Степан Маркович почесал в затылке и махнул рукой.
– Э-эх! Будь она мне родная дочка – и то я, может, не попенял бы ей: такая, знать, статья подошла. Что сор из избы выносить… Но мне-то, братец, рассуди, каково-то было? Приезжаю – глядь, ан девоньки моей и след простыл! Что да как? В Самбор, мол, укатила, к воеводе Сендомирскому. Вот тебе и сказ! На другой край бела света, значит, да к полякам! Того гляди, чтобы ей, голубушке, грешным делом, какого дурна не учинилося. В погоню послать некого; а сам ни дороги-то, ни порядков здешних не знаю. Как быть? Туда-сюда. Тут вожатого мне, душевного этого человека, Данилу Дударя, сам Бог послал. Эге! Да он никак уж и спать завалился? Эй, Данилка, спишь что ли?

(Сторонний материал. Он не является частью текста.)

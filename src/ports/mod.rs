//! Ports layer: Trait definitions for external operations.
//!
//! Following Hexagonal Architecture, these traits define the boundary
//! between the inference pipeline and the classifier implementation.

mod model;

pub use model::{Classifier, ModelError, ModelProvider};
// src/lib.rs

use axum::{
    routing::{get, put},
    Router,
};
use sea_orm::DatabaseConnection;
use tower::ServiceBuilder;
use tower_http::{cors::CorsLayer, trace::TraceLayer};

#[derive(Clone)]
pub struct AppState {
    pub db: DatabaseConnection,
}

pub mod entities {
    pub mod prelude;
    pub mod broker_profiles;
    pub mod deposits;
}

pub mod models {
    pub mod auth;
    pub mod broker;
    pub mod deposit;
}

pub mod handlers {
    pub mod admin;
    pub mod auth;
    pub mod deposit;
}

pub mod services {
    pub mod deposit_workflow;
}

/// Build the application router; shared by the binary and the test suites.
pub fn app(state: AppState) -> Router {
    Router::new()
        .route("/", get(hello_brokerage))
        .route(
            "/api/broker/deposit",
            get(handlers::deposit::get_broker_deposits).post(handlers::deposit::submit_deposit),
        )
        .route("/api/admin/deposits", get(handlers::admin::list_deposits))
        .route(
            "/api/admin/deposits/{id}",
            put(handlers::admin::resolve_deposit),
        )
        .route("/api/admin/brokers", get(handlers::admin::list_brokers))
        .layer(
            ServiceBuilder::new()
                .layer(TraceLayer::new_for_http())
                .layer(CorsLayer::permissive()),
        )
        .with_state(state)
}

async fn hello_brokerage() -> &'static str {
    "Hello from Brokerage Backend! 🏠"
}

Запорожец растянулся, в самом деле, на лавке, подложив под голову руки, и отвечал только звучным храпом и носовым свистом.
– Так и есть, носом песни играет, – сказал купец Биркин, – времени терять не любит: ест, пьет, спит сколько влезет, да временем разве жида поколотит.
– А он у тебя на каком положении? – спросил Михайло.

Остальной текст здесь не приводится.